* [EXERCISE REQUIREMENTS]:
Where in the data below does the word "execution" appear? Copy each line that holds it.

--- START ---

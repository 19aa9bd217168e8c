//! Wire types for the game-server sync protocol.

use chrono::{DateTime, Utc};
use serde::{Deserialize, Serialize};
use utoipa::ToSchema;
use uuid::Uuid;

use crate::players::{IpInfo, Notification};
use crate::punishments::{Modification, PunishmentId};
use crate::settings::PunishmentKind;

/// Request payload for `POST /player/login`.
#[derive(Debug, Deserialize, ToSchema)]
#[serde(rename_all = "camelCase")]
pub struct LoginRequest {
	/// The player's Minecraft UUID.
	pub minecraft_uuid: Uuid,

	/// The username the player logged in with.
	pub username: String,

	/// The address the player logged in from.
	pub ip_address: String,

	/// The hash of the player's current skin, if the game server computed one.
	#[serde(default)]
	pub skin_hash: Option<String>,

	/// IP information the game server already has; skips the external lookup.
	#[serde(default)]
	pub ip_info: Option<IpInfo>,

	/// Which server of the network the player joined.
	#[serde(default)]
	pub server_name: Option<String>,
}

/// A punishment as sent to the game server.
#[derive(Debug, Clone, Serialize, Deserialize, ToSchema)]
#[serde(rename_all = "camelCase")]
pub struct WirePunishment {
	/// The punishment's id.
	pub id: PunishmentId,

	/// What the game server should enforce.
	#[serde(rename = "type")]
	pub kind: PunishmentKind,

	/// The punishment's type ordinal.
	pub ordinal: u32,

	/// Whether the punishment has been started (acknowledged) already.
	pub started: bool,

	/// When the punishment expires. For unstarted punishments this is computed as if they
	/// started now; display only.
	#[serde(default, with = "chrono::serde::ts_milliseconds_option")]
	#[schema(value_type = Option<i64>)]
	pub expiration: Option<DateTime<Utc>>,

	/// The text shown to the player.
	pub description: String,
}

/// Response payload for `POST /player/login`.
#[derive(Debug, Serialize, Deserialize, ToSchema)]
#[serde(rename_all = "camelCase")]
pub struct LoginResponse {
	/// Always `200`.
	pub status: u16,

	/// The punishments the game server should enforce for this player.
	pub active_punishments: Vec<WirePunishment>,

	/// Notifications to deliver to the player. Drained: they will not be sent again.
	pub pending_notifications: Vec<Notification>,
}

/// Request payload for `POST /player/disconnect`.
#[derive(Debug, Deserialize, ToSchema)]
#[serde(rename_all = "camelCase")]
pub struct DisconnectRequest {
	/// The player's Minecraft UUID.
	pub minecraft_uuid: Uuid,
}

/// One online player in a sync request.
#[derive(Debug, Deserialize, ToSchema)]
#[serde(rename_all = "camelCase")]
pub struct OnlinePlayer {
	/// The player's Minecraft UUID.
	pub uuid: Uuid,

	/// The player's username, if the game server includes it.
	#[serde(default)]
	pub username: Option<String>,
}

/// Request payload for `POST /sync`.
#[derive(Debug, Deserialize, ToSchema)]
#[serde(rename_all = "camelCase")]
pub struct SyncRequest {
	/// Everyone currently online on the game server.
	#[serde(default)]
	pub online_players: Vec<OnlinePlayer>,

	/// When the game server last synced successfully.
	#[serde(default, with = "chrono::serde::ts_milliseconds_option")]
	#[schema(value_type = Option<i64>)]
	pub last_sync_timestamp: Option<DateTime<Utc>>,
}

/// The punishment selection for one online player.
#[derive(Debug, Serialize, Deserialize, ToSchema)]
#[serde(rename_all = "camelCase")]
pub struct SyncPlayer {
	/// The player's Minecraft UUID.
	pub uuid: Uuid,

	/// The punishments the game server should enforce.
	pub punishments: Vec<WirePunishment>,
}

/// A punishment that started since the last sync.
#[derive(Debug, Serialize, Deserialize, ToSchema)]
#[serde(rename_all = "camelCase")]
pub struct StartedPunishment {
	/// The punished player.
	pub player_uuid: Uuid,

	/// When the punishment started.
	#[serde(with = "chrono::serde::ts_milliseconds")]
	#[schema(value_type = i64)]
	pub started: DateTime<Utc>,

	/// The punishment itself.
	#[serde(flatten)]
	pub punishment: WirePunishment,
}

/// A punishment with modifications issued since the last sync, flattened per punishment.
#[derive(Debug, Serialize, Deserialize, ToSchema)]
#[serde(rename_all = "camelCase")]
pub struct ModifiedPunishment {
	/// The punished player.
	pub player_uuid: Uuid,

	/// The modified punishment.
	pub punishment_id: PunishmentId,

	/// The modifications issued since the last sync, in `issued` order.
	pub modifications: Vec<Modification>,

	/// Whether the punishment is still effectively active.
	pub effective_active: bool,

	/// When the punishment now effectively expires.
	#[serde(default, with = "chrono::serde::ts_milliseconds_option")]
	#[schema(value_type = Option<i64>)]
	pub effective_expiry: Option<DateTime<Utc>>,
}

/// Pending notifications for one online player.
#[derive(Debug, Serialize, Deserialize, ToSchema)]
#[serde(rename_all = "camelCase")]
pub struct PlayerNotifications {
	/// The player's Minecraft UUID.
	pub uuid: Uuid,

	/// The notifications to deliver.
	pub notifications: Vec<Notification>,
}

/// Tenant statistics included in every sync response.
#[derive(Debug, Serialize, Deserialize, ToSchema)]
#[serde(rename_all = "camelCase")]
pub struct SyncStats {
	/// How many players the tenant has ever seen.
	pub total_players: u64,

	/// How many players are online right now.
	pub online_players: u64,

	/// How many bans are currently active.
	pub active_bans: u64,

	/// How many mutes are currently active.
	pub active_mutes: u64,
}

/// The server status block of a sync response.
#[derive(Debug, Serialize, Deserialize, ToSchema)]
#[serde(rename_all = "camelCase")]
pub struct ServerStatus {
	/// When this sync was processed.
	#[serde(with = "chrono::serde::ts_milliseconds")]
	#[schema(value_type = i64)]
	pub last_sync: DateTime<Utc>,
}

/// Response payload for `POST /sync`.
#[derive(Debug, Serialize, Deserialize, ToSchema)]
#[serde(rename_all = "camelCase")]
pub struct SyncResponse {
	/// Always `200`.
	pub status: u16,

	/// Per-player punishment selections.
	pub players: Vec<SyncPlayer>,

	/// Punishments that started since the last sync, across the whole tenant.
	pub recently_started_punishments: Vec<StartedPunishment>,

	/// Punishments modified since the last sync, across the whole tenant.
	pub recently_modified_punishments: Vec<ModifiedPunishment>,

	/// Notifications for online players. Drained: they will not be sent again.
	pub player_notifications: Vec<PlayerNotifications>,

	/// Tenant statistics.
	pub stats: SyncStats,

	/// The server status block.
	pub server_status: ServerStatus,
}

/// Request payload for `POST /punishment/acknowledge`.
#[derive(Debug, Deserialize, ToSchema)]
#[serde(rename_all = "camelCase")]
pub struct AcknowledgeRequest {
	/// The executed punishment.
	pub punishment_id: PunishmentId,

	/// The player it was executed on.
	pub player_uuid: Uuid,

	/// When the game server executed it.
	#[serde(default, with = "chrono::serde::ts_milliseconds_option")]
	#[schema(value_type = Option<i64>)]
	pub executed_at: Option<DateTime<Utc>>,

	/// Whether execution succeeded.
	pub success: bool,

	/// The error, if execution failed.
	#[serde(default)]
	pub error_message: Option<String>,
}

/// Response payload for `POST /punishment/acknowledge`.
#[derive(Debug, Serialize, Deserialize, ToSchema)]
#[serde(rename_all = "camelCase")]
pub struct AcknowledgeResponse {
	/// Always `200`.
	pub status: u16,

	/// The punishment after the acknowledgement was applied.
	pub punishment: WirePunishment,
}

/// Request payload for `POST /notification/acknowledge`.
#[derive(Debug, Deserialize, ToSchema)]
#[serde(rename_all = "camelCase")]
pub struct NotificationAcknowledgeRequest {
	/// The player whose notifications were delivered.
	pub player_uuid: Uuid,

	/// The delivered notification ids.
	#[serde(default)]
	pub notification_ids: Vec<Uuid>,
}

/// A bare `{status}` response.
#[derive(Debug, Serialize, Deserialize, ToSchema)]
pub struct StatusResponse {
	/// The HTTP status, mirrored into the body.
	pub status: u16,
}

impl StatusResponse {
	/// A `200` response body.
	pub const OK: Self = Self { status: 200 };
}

--- END ---

* [RESPONSE BOX]:
	/// Whether execution succeeded.
	/// The error, if execution failed.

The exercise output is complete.